# Exercise objective
Scan the records below for the string "commit" and return every line where it appears.

---- Listed records

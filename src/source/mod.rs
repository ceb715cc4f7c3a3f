//! Mailbox sources: where batches of messages come from.

pub mod imap;

use anyhow::Result;
use std::collections::HashSet;

use crate::types::{Direction, Message, SentTime};
use crate::util::bare_address;

pub use self::imap::ImapSource;

/// A mailbox the pipeline reads from.
///
/// `commit` marks a received message consumed; it is called once per
/// message after the message has been written to a log.
pub trait MailboxSource {
    fn fetch_unread(&mut self) -> Result<Vec<Message>>;
    /// Every message in `folder` whose id is not in `known`.
    fn fetch_all(&mut self, folder: &str, direction: Direction, known: &HashSet<String>) -> Result<Vec<Message>>;
    fn commit(&mut self, msg: &Message) -> Result<()>;
}

/// Wrap width for rendered HTML bodies.
const HTML_WIDTH: usize = 100;

/// Reduce an HTML body to readable plain text, one blank line at most
/// between blocks.
pub fn html_to_text(html: &str) -> String {
    let text = html2text::from_read(html.as_bytes(), HTML_WIDTH)
        .unwrap_or_else(|_| html.to_string());

    let mut cleaned = String::with_capacity(text.len());
    let mut prev_blank = false;
    for line in text.lines() {
        let line = line.trim_end();
        if line.trim().is_empty() {
            if !prev_blank && !cleaned.is_empty() {
                cleaned.push('\n');
            }
            prev_blank = true;
        } else {
            cleaned.push_str(line);
            cleaned.push('\n');
            prev_blank = false;
        }
    }
    cleaned.trim().to_string()
}

/// Body text of a parsed message: the first inline `text/plain` part, else
/// the first `text/html` part reduced to text.
pub fn extract_body(parsed: &mailparse::ParsedMail) -> String {
    if let Some(plain) = find_part(parsed, "text/plain") {
        return plain;
    }
    find_part(parsed, "text/html")
        .map(|html| html_to_text(&html))
        .unwrap_or_default()
}

fn find_part(parsed: &mailparse::ParsedMail, mimetype: &str) -> Option<String> {
    if parsed.subparts.is_empty() {
        if parsed.ctype.mimetype.eq_ignore_ascii_case(mimetype) && !is_attachment(parsed) {
            return parsed.get_body().ok();
        }
        return None;
    }
    parsed.subparts.iter().find_map(|part| find_part(part, mimetype))
}

fn is_attachment(part: &mailparse::ParsedMail) -> bool {
    matches!(
        part.get_content_disposition().disposition,
        mailparse::DispositionType::Attachment
    )
}

fn header(parsed: &mailparse::ParsedMail, name: &str) -> Option<String> {
    parsed
        .headers
        .iter()
        .find(|h| h.get_key_ref().eq_ignore_ascii_case(name))
        .map(|h| h.get_value())
}

/// Bare addresses from an address-list header (To, Cc).
fn address_list(parsed: &mailparse::ParsedMail, name: &str) -> Vec<String> {
    let Some(h) = parsed
        .headers
        .iter()
        .find(|h| h.get_key_ref().eq_ignore_ascii_case(name))
    else {
        return Vec::new();
    };
    match mailparse::addrparse_header(h) {
        Ok(list) => list
            .iter()
            .flat_map(|addr| match addr {
                mailparse::MailAddr::Single(info) => vec![info.addr.clone()],
                mailparse::MailAddr::Group(group) => {
                    group.addrs.iter().map(|info| info.addr.clone()).collect()
                }
            })
            .filter_map(|a| bare_address(&a))
            .collect(),
        Err(_) => h
            .get_value()
            .split(',')
            .filter_map(bare_address)
            .collect(),
    }
}

/// Normalize a raw RFC 822 message into a `Message`.
pub fn parse_message(id: &str, raw: &[u8], direction: Direction) -> Result<Message> {
    let parsed = mailparse::parse_mail(raw)?;
    Ok(Message {
        id: id.to_string(),
        direction,
        sender: header(&parsed, "From").filter(|s| !s.trim().is_empty()),
        recipients: address_list(&parsed, "To"),
        cc: address_list(&parsed, "Cc"),
        subject: header(&parsed, "Subject").unwrap_or_else(|| "(no subject)".to_string()),
        body: extract_body(&parsed),
        sent_time: header(&parsed, "Date").and_then(|d| SentTime::from_header(&d)),
        score: None,
        summary: None,
    })
}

--------

# Response box
/// `commit` marks a received message consumed; it is called once per
    fn commit(&mut self, msg: &Message) -> Result<()>;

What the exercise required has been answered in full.